EXERCISE REQUIREMENTS
Write out every line exactly, from the first line of the records below through the line that contains "pending items and".

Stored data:
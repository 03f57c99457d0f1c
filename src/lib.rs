//! Obra Gestor Backend
//!
//! Construction-site tracking of pending items (issues) and material
//! deliveries.
//!
//! Layered architecture:
//! - domain: Entities and workflow rules (state machines, ordering)
//! - store / context / forms: In-memory collections and UI state
//! - bridge: Delivery problems handed over to the pending module
//! - suggest: Image suggestion client
//! - repository: Collection snapshots persisted in SQLite
//! - commands: Handlers applying one user action to the application state

use std::sync::Arc;

pub mod bridge;
pub mod commands;
pub mod config;
pub mod context;
pub mod domain;
pub mod forms;
pub mod repository;
pub mod store;
pub mod suggest;

use config::AppConfig;
use context::UiContext;
use domain::{DeliveryItem, DomainResult, PendingItem};
use repository::{init_db, Repository, SlotRepository};
use store::ItemStore;
use suggest::{GeminiClient, ImageAnalyzer};

/// Application state shared across commands
pub struct AppState {
    pub store: ItemStore,
    pub ui: UiContext,
    pub config: AppConfig,
    pending_repo: Arc<dyn Repository<PendingItem>>,
    delivery_repo: Arc<dyn Repository<DeliveryItem>>,
    analyzer: Option<Arc<dyn ImageAnalyzer>>,
}

impl AppState {
    /// Load both collections once and start on the pending list
    pub async fn load(
        config: AppConfig,
        pending_repo: Arc<dyn Repository<PendingItem>>,
        delivery_repo: Arc<dyn Repository<DeliveryItem>>,
    ) -> DomainResult<Self> {
        let pending = pending_repo.load_all().await?;
        let deliveries = delivery_repo.load_all().await?;
        log::info!(
            "Loaded {} pending items and {} deliveries",
            pending.len(),
            deliveries.len()
        );

        Ok(Self {
            store: ItemStore::from_collections(pending, deliveries),
            ui: UiContext::new(),
            config,
            pending_repo,
            delivery_repo,
            analyzer: None,
        })
    }

    pub fn with_analyzer(mut self, analyzer: Arc<dyn ImageAnalyzer>) -> Self {
        self.analyzer = Some(analyzer);
        self
    }

    pub fn analyzer(&self) -> Option<Arc<dyn ImageAnalyzer>> {
        self.analyzer.clone()
    }

    /// Mirror the pending collection. Failures are logged, never undone.
    pub(crate) async fn persist_pending(&self) {
        if let Err(e) = self.pending_repo.save_all(self.store.pending()).await {
            log::error!("Failed to save pending items: {}", e);
        }
    }

    /// Mirror the delivery collection. Failures are logged, never undone.
    pub(crate) async fn persist_deliveries(&self) {
        if let Err(e) = self.delivery_repo.save_all(self.store.deliveries()).await {
            log::error!("Failed to save deliveries: {}", e);
        }
    }
}

/// Current time in epoch milliseconds
pub(crate) fn now_ms() -> i64 {
    chrono::Utc::now().timestamp_millis()
}

/// Initialize logging, open the database and load the collections
pub async fn bootstrap(config: AppConfig) -> DomainResult<AppState> {
    if let Err(e) = rolling_logger::init_logger(&config.log_dir, &config.app_name) {
        eprintln!("[{}] Logger unavailable: {}", chrono::Local::now().format("%H:%M:%S%.3f"), e);
    }
    let _ = rolling_logger::info("App setup starting");

    let db = init_db(&config.db_path()).await?;
    let pending_repo = Arc::new(SlotRepository::<PendingItem>::new(db.connection()));
    let delivery_repo = Arc::new(SlotRepository::<DeliveryItem>::new(db.connection()));

    let gemini = GeminiClient::new(config.gemini.clone());
    let state = AppState::load(config, pending_repo, delivery_repo).await?;

    match gemini {
        Ok(client) => {
            if !client.has_credentials() {
                log::warn!("No image analysis key configured, suggestions will be unavailable");
            }
            Ok(state.with_analyzer(Arc::new(client)))
        }
        Err(e) => {
            log::error!("Image analysis client unavailable: {}", e);
            Ok(state)
        }
    }
}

ANSWER TO THIS PROBLEM
repository 03f57c99457d0f1c
filename src/lib.rs
//! Obra Gestor Backend
//!
//! Construction-site tracking of pending items (issues) and material
//! deliveries.
//!
//! Layered architecture:
//! - domain: Entities and workflow rules (state machines, ordering)
//! - store / context / forms: In-memory collections and UI state
//! - bridge: Delivery problems handed over to the pending module
//! - suggest: Image suggestion client
//! - repository: Collection snapshots persisted in SQLite
//! - commands: Handlers applying one user action to the application state

use std::sync::Arc;

pub mod bridge;
pub mod commands;
pub mod config;
pub mod context;
pub mod domain;
pub mod forms;
pub mod repository;
pub mod store;
pub mod suggest;

use config::AppConfig;
use context::UiContext;
use domain::{DeliveryItem, DomainResult, PendingItem};
use repository::{init_db, Repository, SlotRepository};
use store::ItemStore;
use suggest::{GeminiClient, ImageAnalyzer};

/// Application state shared across commands
pub struct AppState {
    pub store: ItemStore,
    pub ui: UiContext,
    pub config: AppConfig,
    pending_repo: Arc<dyn Repository<PendingItem>>,
    delivery_repo: Arc<dyn Repository<DeliveryItem>>,
    analyzer: Option<Arc<dyn ImageAnalyzer>>,
}

impl AppState {
    /// Load both collections once and start on the pending list
    pub async fn load(
        config: AppConfig,
        pending_repo: Arc<dyn Repository<PendingItem>>,
        delivery_repo: Arc<dyn Repository<DeliveryItem>>,
    ) -> DomainResult<Self> {
        let pending = pending_repo.load_all().await?;
        let deliveries = delivery_repo.load_all().await?;
        log::info!(
            "Loaded {} pending items and {} deliveries",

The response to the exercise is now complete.